▶

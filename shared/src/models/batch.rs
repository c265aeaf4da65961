//! Production batch models

use chrono::{DateTime, NaiveDate, Utc};
use serde::{Deserialize, Serialize};
use uuid::Uuid;

use super::RequestLine;
use crate::types::CellKey;

/// A production lot. Its id travels with the stock across inventories.
#[derive(Debug, Clone, Serialize, Deserialize)]
pub struct Batch {
    pub id: Uuid,
    /// Sequential code (e.g. "B001")
    pub code: String,
    /// Inventory where the batch was produced
    pub inventory_id: Uuid,
    pub production_date: NaiveDate,
    pub created_by: Uuid,
    pub created_at: DateTime<Utc>,
}

/// Cells credited when a batch is produced at `inventory_id`
pub fn production_cells(inventory_id: Uuid, batch_id: Uuid, items: &[RequestLine]) -> Vec<(CellKey, i32)> {
    items
        .iter()
        .map(|item| (CellKey::new(inventory_id, item.sku_id, batch_id), item.quantity))
        .collect()
}
use std::sync::Arc;
use std::time::Duration;

use crate::support::helpers::{find_command, init_tracing, target};
use cursorfetch::{Decision, FetchResult, Fetcher, ManualExecutor};
use mongodb::bson::{doc, Document};

fn unused_callback(_: FetchResult) -> Decision {
    panic!("callback must not run for a fetcher that was never scheduled");
}

fn build_error(builder: cursorfetch::FetcherBuilder) -> String {
    format!("{:#}", builder.build().expect_err("construction should fail"))
}

#[test]
fn rejects_missing_or_empty_inputs() {
    init_tracing();
    let executor = Arc::new(ManualExecutor::new());

    let err = build_error(
        Fetcher::builder()
            .target(target())
            .database("db")
            .command(find_command())
            .callback(unused_callback),
    );
    assert!(err.contains("executor is required"), "{err}");

    let err = build_error(
        Fetcher::builder()
            .executor(executor.clone())
            .target(target())
            .database("")
            .command(find_command())
            .callback(unused_callback),
    );
    assert!(err.contains("database"), "{err}");

    let err = build_error(
        Fetcher::builder()
            .executor(executor.clone())
            .target(target())
            .database("db")
            .command(Document::new())
            .callback(unused_callback),
    );
    assert!(err.contains("command object cannot be empty"), "{err}");

    let err = build_error(
        Fetcher::builder()
            .executor(executor.clone())
            .target(target())
            .database("db")
            .command(find_command()),
    );
    assert!(err.contains("callback is required"), "{err}");

    let err = build_error(
        Fetcher::builder()
            .executor(executor.clone())
            .database("db")
            .command(find_command())
            .callback(unused_callback),
    );
    assert!(err.contains("target is required"), "{err}");

    let err = build_error(
        Fetcher::builder()
            .executor(executor.clone())
            .target(target())
            .database("db")
            .command(find_command())
            .timeout(Duration::ZERO)
            .callback(unused_callback),
    );
    assert!(err.contains("timeout"), "{err}");

    assert!(executor.requests().is_empty());
}

#[test]
fn accepts_any_cursor_producing_command() {
    let executor = Arc::new(ManualExecutor::new());
    for command in [
        doc! { "listIndexes": "coll" },
        doc! { "listCollections": 1 },
        doc! { "a": 1 },
    ] {
        let fetcher = Fetcher::new(executor.clone(), target(), "db", command.clone(), unused_callback)
            .expect("fetcher should build");
        assert_eq!(fetcher.command(), &command);
        assert!(!fetcher.is_active());
    }
    assert!(executor.requests().is_empty());
}

#[test]
fn diagnostic_string_describes_fetcher() {
    let executor = Arc::new(ManualExecutor::new());
    let fetcher = Fetcher::new(executor, target(), "db", find_command(), unused_callback)
        .expect("fetcher should build");

    let diagnostic = fetcher.diagnostic_string();
    assert!(!diagnostic.is_empty());
    assert!(diagnostic.contains("localhost:27017"), "{diagnostic}");
    assert!(diagnostic.contains("database: db"), "{diagnostic}");
    assert!(diagnostic.contains("active: false"), "{diagnostic}");
    assert_eq!(diagnostic, fetcher.to_string());
    assert_eq!(fetcher.db_name(), "db");
    assert_eq!(fetcher.target(), &target());
    assert!(fetcher.outcome().is_none());
}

◀

- Task requirements -
Every line that contains "timeout" should be copied out of the data.

- Result for this task -
            .timeout(Duration::ZERO)
    assert!(err.contains("timeout"), "{err}");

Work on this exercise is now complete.